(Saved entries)
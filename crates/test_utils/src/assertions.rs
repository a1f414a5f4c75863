//! Custom Test Assertions
//!
//! Provides specialized assertion helpers for domain types that give
//! more meaningful error messages than standard assertions.

use rust_decimal::Decimal;

use core_kernel::Money;
use domain_documents::{DocumentStatus, DocumentType};
use domain_quotation::{ErrorKey, QuotationDraft, QuotationEvent};
use domain_rating::PremiumBreakdown;

/// Asserts that two Money values are approximately equal within a tolerance
///
/// # Panics
///
/// Panics if the currencies don't match or the amounts differ by more than tolerance
pub fn assert_money_approx_eq(actual: &Money, expected: &Money, tolerance: Decimal) {
    assert_eq!(
        actual.currency(),
        expected.currency(),
        "Currency mismatch: actual={}, expected={}",
        actual.currency().code(),
        expected.currency().code()
    );

    let diff = (actual.amount() - expected.amount()).abs();
    assert!(
        diff <= tolerance,
        "Money amounts differ by more than tolerance: actual={}, expected={}, diff={}, tolerance={}",
        actual.amount(),
        expected.amount(),
        diff,
        tolerance
    );
}

/// Asserts that a breakdown's total is its basic premium plus its levies
pub fn assert_total_identity(breakdown: &PremiumBreakdown) {
    let expected = breakdown.basic_premium().amount() + breakdown.total_levies().amount();
    assert_eq!(
        breakdown.total_premium().amount(),
        expected,
        "Total {} is not basic {} plus levies {}",
        breakdown.total_premium(),
        breakdown.basic_premium(),
        breakdown.total_levies()
    );
}

/// Asserts that the draft holds exactly `message` under `key`
pub fn assert_error(draft: &QuotationDraft, key: ErrorKey, message: &str) {
    assert_eq!(
        draft.error(key),
        Some(message),
        "Unexpected error for {}; all errors: {:?}",
        key,
        draft.errors()
    );
}

/// Asserts the status of a document record
pub fn assert_document_status(draft: &QuotationDraft, document_type: DocumentType, expected: DocumentStatus) {
    let actual = draft.document(document_type).map(|record| record.status());
    assert_eq!(
        actual,
        Some(expected),
        "{} is {:?}, expected {:?}",
        document_type,
        actual,
        expected
    );
}

/// Asserts that `events` contain one matching `predicate` and returns it
pub fn assert_has_event<'a>(
    events: &'a [QuotationEvent],
    description: &str,
    predicate: impl Fn(&QuotationEvent) -> bool,
) -> &'a QuotationEvent {
    events
        .iter()
        .find(|event| predicate(event))
        .unwrap_or_else(|| panic!("No {} event among {:?}", description, events))
}
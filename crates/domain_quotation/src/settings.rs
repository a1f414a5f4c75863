//! Workflow settings
//!
//! Plain values handed in by the process edge. The domain never reads the
//! environment itself.

use serde::{Deserialize, Serialize};

use domain_documents::{DEFAULT_MAX_UPLOAD_BYTES, DEFAULT_RECENT_MONTHS};

#[derive(Debug, Clone, PartialEq, Eq, Serialize, Deserialize)]
pub struct WorkflowSettings {
    /// Largest accepted document file
    pub max_upload_bytes: u64,
    /// How old a valuation report may be
    pub recent_document_months: u32,
    /// Fill empty declared fields from validated document extractions
    pub autofill_declared_fields: bool,
}

impl Default for WorkflowSettings {
    fn default() -> Self {
        Self {
            max_upload_bytes: DEFAULT_MAX_UPLOAD_BYTES,
            recent_document_months: DEFAULT_RECENT_MONTHS,
            autofill_declared_fields: true,
        }
    }
}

(TASK GOAL): Word for word, write out each record shown above.

(RESPONSE):
filename crates/test_utils/src/assertions.rs
repository a1f414a5f4c75863
//! Custom Test Assertions
//!
//! Provides specialized assertion helpers for domain types that give
//! more meaningful error messages than standard assertions.

use rust_decimal::Decimal;

use core_kernel::Money;
use domain_documents::{DocumentStatus, DocumentType};
use domain_quotation::{ErrorKey, QuotationDraft, QuotationEvent};
use domain_rating::PremiumBreakdown;

/// Asserts that two Money values are approximately equal within a tolerance
///
/// # Panics
///
/// Panics if the currencies don't match or the amounts differ by more than tolerance
pub fn assert_money_approx_eq(actual: &Money, expected: &Money, tolerance: Decimal) {
    assert_eq!(
        actual.currency(),
        expected.currency(),
        "Currency mismatch: actual={}, expected={}",
        actual.currency().code(),
        expected.currency().code()
    );

    let diff = (actual.amount() - expected.amount()).abs();
    assert!(
        diff <= tolerance,
        "Money amounts differ by more than tolerance: actual={}, expected={}, diff={}, tolerance={}",
        actual.amount(),
        expected.amount(),
        diff,
        tolerance
    );
}

/// Asserts that a breakdown's total is its basic premium plus its levies
pub fn assert_total_identity(breakdown: &PremiumBreakdown) {
    let expected = breakdown.basic_premium().amount() + breakdown.total_levies().amount();
    assert_eq!(
        breakdown.total_premium().amount(),
        expected,
        "Total {} is not basic {} plus levies {}",
        breakdown.total_premium(),
        breakdown.basic_premium(),
        breakdown.total_levies()
    );
}

/// Asserts that the draft holds exactly `message` under `key`
pub fn assert_error(draft: &QuotationDraft, key: ErrorKey, message: &str) {
    assert_eq!(
        draft.error(key),
        Some(message),
        "Unexpected error for {}; all errors: {:?}",
        key,
        draft.errors()
    );
}

/// Asserts the status of a document record
pub fn assert_document_status(draft: &QuotationDraft, document_type: DocumentType, expected: DocumentStatus) {
    let actual = draft.document(document_type).map(|record| record.status());
    assert_eq!(
        actual,
        Some(expected),
        "{} is {:?}, expected {:?}",
        document_type,
        actual,
        expected
    );
}

/// Asserts that `events` contain one matching `predicate` and returns it
pub fn assert_has_event<'a>(
    events: &'a [QuotationEvent],
    description: &str,
    predicate: impl Fn(&QuotationEvent) -> bool,
) -> &'a QuotationEvent {
    events
        .iter()
        .find(|event| predicate(event))
        .unwrap_or_else(|| panic!("No {} event among {:?}", description, events))
}
filename crates/domain_quotation/src/settings.rs
repository a1f414a5f4c75863
//! Workflow settings
//!
//! Plain values handed in by the process edge. The domain never reads the
//! environment itself.

use serde::{Deserialize, Serialize};

use domain_documents::{DEFAULT_MAX_UPLOAD_BYTES, DEFAULT_RECENT_MONTHS};

#[derive(Debug, Clone, PartialEq, Eq, Serialize, Deserialize)]
pub struct WorkflowSettings {
    /// Largest accepted document file
    pub max_upload_bytes: u64,
    /// How old a valuation report may be
    pub recent_document_months: u32,
    /// Fill empty declared fields from validated document extractions
    pub autofill_declared_fields: bool,
}

impl Default for WorkflowSettings {
    fn default() -> Self {
        Self {
            max_upload_bytes: DEFAULT_MAX_UPLOAD_BYTES,
            recent_document_months: DEFAULT_RECENT_MONTHS,
            autofill_declared_fields: true,
        }
    }
}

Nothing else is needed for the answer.